Dataset entries:
//! TrafficDX: Traffic Regression Diagnosis Engine
//!
//! Consumes daily search/analytics rollups and decides *whether* a
//! meaningful drop occurred, *where* (which page cluster) it is
//! concentrated, *why* it most likely happened (ranked, evidence-backed
//! hypotheses), and *what* to do about it (prioritized tickets).
//!
//! ## Architecture
//!
//! - **Window & Delta Calculator**: current-vs-baseline aggregates per metric
//! - **Anomaly Detector**: percentage and z-score significance rules
//! - **Cluster Classifier + Loss Analyzer**: structural localisation of loss
//! - **Hypothesis Generator & Ranker**: 11-key catalog with evidence scoring
//! - **Classification & Priority Mapper**: one label per run, static tiers
//! - **Ticket Synthesizer**: owner-routed, idempotent remediation tickets
//! - **Run Orchestrator**: fetch, sequence, persist, lifecycle state machine

pub mod classify;
pub mod cluster;
pub mod config;
pub mod detector;
pub mod hypothesis;
pub mod pipeline;
pub mod store;
pub mod tickets;
pub mod types;
pub mod window;

// Re-export configuration
pub use config::DiagnosisConfig;

// Re-export commonly used types
pub use types::{
    Anomaly, AnomalyKind, Confidence, Deltas, EvidenceBlock, EvidenceStrength, Hypothesis,
    HypothesisKey, Owner, Priority, Run, RunClassification, RunStatus, RunType, SiteFixture,
    Ticket,
};

// Re-export stage entry points
pub use classify::classify_run;
pub use cluster::{analyze_cluster_loss, ClusterClassifier, ClusterLoss};
pub use detector::AnomalyDetector;
pub use hypothesis::HypothesisGenerator;
pub use pipeline::{PipelineError, RunOrchestrator};
pub use tickets::TicketSynthesizer;
pub use window::DeltaCalculator;

// Re-export storage seams
pub use store::{InMemoryMetricStore, InMemoryRunStore, MetricStore, RunStore, StoreError};
//! Metric Store Adapter - read-only access to per-day rollups.
//!
//! The concrete store is an external collaborator; this trait is the read
//! contract the orchestrator fetches through. Implementations may block or
//! fail — the orchestrator wraps every call in a bounded timeout and treats
//! a timeout as data-unavailable for that family.

use async_trait::async_trait;
use chrono::NaiveDate;

use super::StoreError;
use crate::types::{AnalyticsDailyRollup, PageCheck, SearchDailyRollup, SiteFixture};

/// Read contract for daily rollups and page checks.
#[async_trait]
pub trait MetricStore: Send + Sync {
    /// Search-visibility rollups for an inclusive date range.
    async fn fetch_search_rollups(
        &self,
        site_id: &str,
        start: NaiveDate,
        end: NaiveDate,
    ) -> Result<Vec<SearchDailyRollup>, StoreError>;

    /// Analytics rollups for an inclusive date range.
    async fn fetch_analytics_rollups(
        &self,
        site_id: &str,
        start: NaiveDate,
        end: NaiveDate,
    ) -> Result<Vec<AnalyticsDailyRollup>, StoreError>;

    /// Page-level technical checks for an inclusive date range.
    async fn fetch_page_checks(
        &self,
        site_id: &str,
        start: NaiveDate,
        end: NaiveDate,
    ) -> Result<Vec<PageCheck>, StoreError>;
}

/// In-memory metric store backed by a [`SiteFixture`].
///
/// Used by tests and the `diagnose` binary; a production deployment plugs a
/// database-backed implementation into the same trait.
pub struct InMemoryMetricStore {
    fixture: SiteFixture,
}

impl InMemoryMetricStore {
    pub fn new(fixture: SiteFixture) -> Self {
        Self { fixture }
    }

    fn check_site(&self, site_id: &str) -> Result<(), StoreError> {
        if self.fixture.site_id == site_id {
            Ok(())
        } else {
            Err(StoreError::Unavailable(format!(
                "no data for site '{site_id}'"
            )))
        }
    }
}

#[async_trait]
impl MetricStore for InMemoryMetricStore {
    async fn fetch_search_rollups(
        &self,
        site_id: &str,
        start: NaiveDate,
        end: NaiveDate,
    ) -> Result<Vec<SearchDailyRollup>, StoreError> {
        self.check_site(site_id)?;
        Ok(self
            .fixture
            .search
            .iter()
            .filter(|r| r.date >= start && r.date <= end)
            .cloned()
            .collect())
    }

    async fn fetch_analytics_rollups(
        &self,
        site_id: &str,
        start: NaiveDate,
        end: NaiveDate,
    ) -> Result<Vec<AnalyticsDailyRollup>, StoreError> {
        self.check_site(site_id)?;
        Ok(self
            .fixture
            .analytics
            .iter()
            .filter(|r| r.date >= start && r.date <= end)
            .cloned()
            .collect())
    }

    async fn fetch_page_checks(
        &self,
        site_id: &str,
        start: NaiveDate,
        end: NaiveDate,
    ) -> Result<Vec<PageCheck>, StoreError> {
        self.check_site(site_id)?;
        Ok(self
            .fixture
            .checks
            .iter()
            .filter(|c| c.date >= start && c.date <= end)
            .cloned()
            .collect())
    }
}
//! Cluster Loss Analyzer - which cluster(s) account for the click loss.
//!
//! Page-level click rollups are grouped through the classifier, normalised
//! to a daily rate per window, and compared. Only clusters with positive
//! loss produce a row, so the loss shares of a run sum to at most 1.0.

use serde::{Deserialize, Serialize};
use std::collections::{BTreeMap, BTreeSet};
use tracing::debug;

use super::ClusterClassifier;
use crate::types::{SearchDailyRollup, WindowBounds};

/// Per-cluster click loss for one run. Derived, never mutated after creation.
#[derive(Debug, Clone, Serialize, Deserialize)]
pub struct ClusterLoss {
    pub cluster: String,
    /// Baseline clicks normalised to a daily rate
    pub baseline_daily_clicks: f64,
    /// Current-window clicks normalised to a daily rate
    pub current_daily_clicks: f64,
    /// Daily clicks lost (`baseline - current`, always > 0 here)
    pub loss: f64,
    /// This cluster's share of the total loss (0, 1]
    pub loss_share: f64,
    /// Distinct pages observed in this cluster across both windows
    pub page_count: usize,
}

/// Compute per-cluster loss rows from page-level search rollups.
///
/// Returns rows sorted by loss descending (ties broken by cluster name) so
/// downstream output is deterministic. Clusters with zero or negative loss
/// are omitted.
pub fn analyze_cluster_loss(
    rollups: &[SearchDailyRollup],
    bounds: &WindowBounds,
    classifier: &ClusterClassifier,
) -> Vec<ClusterLoss> {
    let mut baseline_clicks: BTreeMap<String, f64> = BTreeMap::new();
    let mut current_clicks: BTreeMap<String, f64> = BTreeMap::new();
    let mut pages: BTreeMap<String, BTreeSet<&str>> = BTreeMap::new();

    for rollup in rollups {
        let in_baseline = bounds.contains_baseline(rollup.date);
        let in_current = bounds.contains_current(rollup.date);
        if !in_baseline && !in_current {
            continue;
        }

        let cluster = classifier.classify(&rollup.page);
        if in_baseline {
            *baseline_clicks.entry(cluster.clone()).or_default() += rollup.clicks;
        } else {
            *current_clicks.entry(cluster.clone()).or_default() += rollup.clicks;
        }
        pages.entry(cluster).or_default().insert(rollup.page.as_str());
    }

    let baseline_days = f64::from(days_in(bounds.baseline_start, bounds.baseline_end));
    let current_days = f64::from(days_in(bounds.current_start, bounds.current_end));

    let mut rows: Vec<ClusterLoss> = Vec::new();
    let clusters: BTreeSet<&String> = baseline_clicks.keys().chain(current_clicks.keys()).collect();
    for cluster in clusters {
        let baseline_rate = baseline_clicks.get(cluster).copied().unwrap_or(0.0) / baseline_days;
        let current_rate = current_clicks.get(cluster).copied().unwrap_or(0.0) / current_days;
        let loss = baseline_rate - current_rate;
        if loss <= 0.0 {
            continue;
        }
        rows.push(ClusterLoss {
            cluster: cluster.clone(),
            baseline_daily_clicks: baseline_rate,
            current_daily_clicks: current_rate,
            loss,
            loss_share: 0.0,
            page_count: pages.get(cluster).map_or(0, BTreeSet::len),
        });
    }

    let total_loss: f64 = rows.iter().map(|r| r.loss).sum();
    if total_loss > 0.0 {
        for row in &mut rows {
            row.loss_share = row.loss / total_loss;
        }
    }

    rows.sort_by(|a, b| {
        b.loss
            .partial_cmp(&a.loss)
            .unwrap_or(std::cmp::Ordering::Equal)
            .then_with(|| a.cluster.cmp(&b.cluster))
    });

    debug!(clusters = rows.len(), total_loss, "Cluster loss analysis complete");
    rows
}

/// The dominant cluster, if any single cluster's loss share reaches the
/// configured threshold.
pub fn dominant_cluster(losses: &[ClusterLoss], share_threshold: f64) -> Option<&ClusterLoss> {
    losses.iter().find(|l| l.loss_share >= share_threshold)
}

fn days_in(start: chrono::NaiveDate, end: chrono::NaiveDate) -> u32 {
    u32::try_from((end - start).num_days() + 1).unwrap_or(1).max(1)
}

#[cfg(test)]
mod tests {
    use super::*;
    use crate::config::ClusterConfig;
    use chrono::NaiveDate;

    fn date(day: u32) -> NaiveDate {
        NaiveDate::from_ymd_opt(2024, 3, day).unwrap()
    }

    fn bounds() -> WindowBounds {
        // baseline Mar 1-14, current Mar 15-17
        WindowBounds {
            baseline_start: date(1),
            baseline_end: date(14),
            current_start: date(15),
            current_end: date(17),
        }
    }

    fn rollup(day: u32, page: &str, clicks: f64) -> SearchDailyRollup {
        SearchDailyRollup {
            date: date(day),
            page: page.to_string(),
            query: None,
            clicks,
            impressions: clicks * 20.0,
            ctr: 0.05,
            position: 5.0,
        }
    }

    fn classifier() -> ClusterClassifier {
        ClusterClassifier::compile(&ClusterConfig::default()).unwrap()
    }

    #[test]
    fn loss_shares_sum_to_at_most_one() {
        let mut rollups = Vec::new();
        // /services/ pages: 100 clicks/day baseline, 20/day current
        // /blog/ pages: 50 clicks/day baseline, 40/day current
        for day in 1..=14 {
            rollups.push(rollup(day, "/services/a", 100.0));
            rollups.push(rollup(day, "/blog/b", 50.0));
        }
        for day in 15..=17 {
            rollups.push(rollup(day, "/services/a", 20.0));
            rollups.push(rollup(day, "/blog/b", 40.0));
        }

        let rows = analyze_cluster_loss(&rollups, &bounds(), &classifier());
        let share_sum: f64 = rows.iter().map(|r| r.loss_share).sum();
        assert!(share_sum <= 1.0 + 1e-9, "shares sum to {share_sum}");
        assert!(share_sum > 0.99, "all loss accounted for: {share_sum}");
    }

    #[test]
    fn gaining_clusters_are_omitted() {
        let mut rollups = Vec::new();
        for day in 1..=14 {
            rollups.push(rollup(day, "/services/a", 100.0));
            rollups.push(rollup(day, "/blog/b", 10.0));
        }
        for day in 15..=17 {
            rollups.push(rollup(day, "/services/a", 20.0));
            rollups.push(rollup(day, "/blog/b", 50.0)); // blog is up
        }

        let rows = analyze_cluster_loss(&rollups, &bounds(), &classifier());
        assert_eq!(rows.len(), 1);
        assert_eq!(rows[0].cluster, "/services/*");
        assert!((rows[0].loss_share - 1.0).abs() < 1e-9);
    }

    #[test]
    fn dominant_cluster_requires_share_threshold() {
        let mut rollups = Vec::new();
        // 80% of loss from /services/
        for day in 1..=14 {
            rollups.push(rollup(day, "/services/a", 100.0));
            rollups.push(rollup(day, "/blog/b", 25.0));
        }
        for day in 15..=17 {
            rollups.push(rollup(day, "/services/a", 20.0)); // -80/day
            rollups.push(rollup(day, "/blog/b", 5.0)); // -20/day
        }

        let rows = analyze_cluster_loss(&rollups, &bounds(), &classifier());
        let dominant = dominant_cluster(&rows, 0.6).unwrap();
        assert_eq!(dominant.cluster, "/services/*");
        assert!(dominant.loss_share >= 0.6);

        // With an even split no cluster dominates at 0.6
        assert!(dominant_cluster(&rows, 0.9).is_none());
    }

    #[test]
    fn no_data_yields_no_rows() {
        let rows = analyze_cluster_loss(&[], &bounds(), &classifier());
        assert!(rows.is_empty());
    }

    #[test]
    fn page_counts_are_distinct_pages() {
        let mut rollups = Vec::new();
        for day in 1..=14 {
            rollups.push(rollup(day, "/services/a", 50.0));
            rollups.push(rollup(day, "/services/b", 50.0));
        }
        for day in 15..=17 {
            rollups.push(rollup(day, "/services/a", 10.0));
            rollups.push(rollup(day, "/services/b", 10.0));
        }
        let rows = analyze_cluster_loss(&rollups, &bounds(), &classifier());
        assert_eq!(rows[0].page_count, 2);
    }
}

Task to complete:
Only the number is wanted: how many lines in the preceding entries hold the string "ClusterClassifier"?

Your solution:
5